The remarkable find bears an inscription indicating that it was donated by one Yi Jang-gye and his wife, although no historical records have been found that shed any further clues as to the donor’s identity. “The scripture was made to honor their ancestors and to ward off bad luck,” said Lim. (The Dong-A Ilbo)
“[A] Buddhist scripture written in silver letters is very rare,” said Song Il-gi, a library science professor at Chung-Ang University. He noted that only four such scriptures have previously been found in Korea. Among them was one discovered inside a statue of Vairocana Buddha at Girim Temple, in the coastal city of Gyeongju, that has since been designated as a national treasure. (The Korea Times)
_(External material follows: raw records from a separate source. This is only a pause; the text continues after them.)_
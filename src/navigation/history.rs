//! Ordered history of open screens.
//!
//! The history is append-at-tail. Removal happens from the tail backward
//! (pop, unwind) or at a single position (host-initiated close) and never
//! reorders the remaining entries.

// ============================================================================
// Imports
// ============================================================================

use serde_json::Value;

use crate::identifiers::ScreenId;

use super::routes::ScreenDescriptor;

// ============================================================================
// Screen
// ============================================================================

/// One entry of the navigation history.
#[derive(Debug, Clone, PartialEq)]
pub struct Screen {
    /// Host-side handle.
    pub id: ScreenId,
    /// Concrete host screen kind.
    pub kind: String,
    /// Controller name the screen was resolved from.
    pub controller: Option<String>,
    /// Page the screen was opened with. `None` for screens whose page is
    /// only known to their live content.
    pub page: Option<String>,
    /// Presented modally.
    pub is_modal: bool,
    /// Opened with an animated transition.
    pub animated: bool,
    /// Hosts guest content. Native-only ("headless") screens do not.
    pub hosts_guest: bool,
    /// Navigation payload waiting for the screen's guest content.
    pub data: Option<Value>,
    /// Bars configuration.
    pub bars: Option<Value>,
}

impl Screen {
    /// Creates a guest-hosting screen from a resolved descriptor.
    #[must_use]
    pub fn from_descriptor(descriptor: &ScreenDescriptor) -> Self {
        Self {
            id: ScreenId::next(),
            kind: descriptor.kind.clone(),
            controller: descriptor.controller.clone(),
            page: Some(descriptor.page.clone()),
            is_modal: false,
            animated: true,
            hosts_guest: true,
            data: descriptor.data.clone(),
            bars: descriptor.bars.clone(),
        }
    }

    /// Creates a native-only screen without guest content.
    #[must_use]
    pub fn headless(kind: impl Into<String>) -> Self {
        Self {
            id: ScreenId::next(),
            kind: kind.into(),
            controller: None,
            page: None,
            is_modal: false,
            animated: true,
            hosts_guest: false,
            data: None,
            bars: None,
        }
    }

    /// Marks the screen as modal.
    #[inline]
    #[must_use]
    pub fn modal(mut self, is_modal: bool) -> Self {
        self.is_modal = is_modal;
        self
    }

    /// Sets whether the screen opens with an animation.
    #[inline]
    #[must_use]
    pub fn animated(mut self, animated: bool) -> Self {
        self.animated = animated;
        self
    }
}

// ============================================================================
// NavigationHistory
// ============================================================================

/// Ordered sequence of open screens, oldest first.
#[derive(Debug, Clone, Default)]
pub struct NavigationHistory {
    screens: Vec<Screen>,
}

impl NavigationHistory {
    /// Creates an empty history.
    #[inline]
    #[must_use]
    pub fn new() -> Self {
        Self::default()
    }

    /// Appends a screen at the tail.
    #[inline]
    pub fn push(&mut self, screen: Screen) {
        self.screens.push(screen);
    }

    /// Returns the screens, oldest first.
    #[inline]
    #[must_use]
    pub fn screens(&self) -> &[Screen] {
        &self.screens
    }

    /// Number of screens.
    #[inline]
    #[must_use]
    pub fn len(&self) -> usize {
        self.screens.len()
    }

    /// Returns `true` if no screen is open.
    #[inline]
    #[must_use]
    pub fn is_empty(&self) -> bool {
        self.screens.is_empty()
    }

    /// Most recently opened screen.
    #[inline]
    #[must_use]
    pub fn last(&self) -> Option<&Screen> {
        self.screens.last()
    }

    /// Position of a screen.
    #[must_use]
    pub fn position(&self, id: ScreenId) -> Option<usize> {
        self.screens.iter().position(|screen| screen.id == id)
    }

    /// Looks up a screen.
    #[must_use]
    pub fn get(&self, id: ScreenId) -> Option<&Screen> {
        self.screens.iter().find(|screen| screen.id == id)
    }

    /// Looks up a screen mutably.
    #[must_use]
    pub fn get_mut(&mut self, id: ScreenId) -> Option<&mut Screen> {
        self.screens.iter_mut().find(|screen| screen.id == id)
    }

    /// Removes one screen, keeping the order of the others.
    pub fn remove(&mut self, id: ScreenId) -> Option<Screen> {
        let index = self.position(id)?;
        Some(self.screens.remove(index))
    }

    /// Removes every screen after `index` and returns them in index order.
    pub fn truncate_after(&mut self, index: usize) -> Vec<Screen> {
        if index + 1 >= self.screens.len() {
            return Vec::new();
        }
        self.screens.split_off(index + 1)
    }

    /// Removes every screen, oldest first.
    pub fn clear(&mut self) -> Vec<Screen> {
        std::mem::take(&mut self.screens)
    }
}

// ============================================================================
// Tests
// ============================================================================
Located in Namwon, in South Korea’s North Jeolla Province, Silsangsa (True Nature Temple), a branch of Geumsan Temple in the city of Iksan, belongs to the Jogye Order of Korean Buddhism, a school of Korean Seon (Chan/Zen) Buddhism. Although renovated and rebuilt several times over the centuries, Silsangsa is believed to have originally been constructed during the reign of the Silla-era king Heungdeok (r. 826–36) by the monk Hongcheok, a student of the Chinese monk Zhiyi (538–97), founder of the Tiantai school of Chinese Buddhism. Silsangsa is the oldest temple among Korea’s nine mountain schools of Seon Buddhism.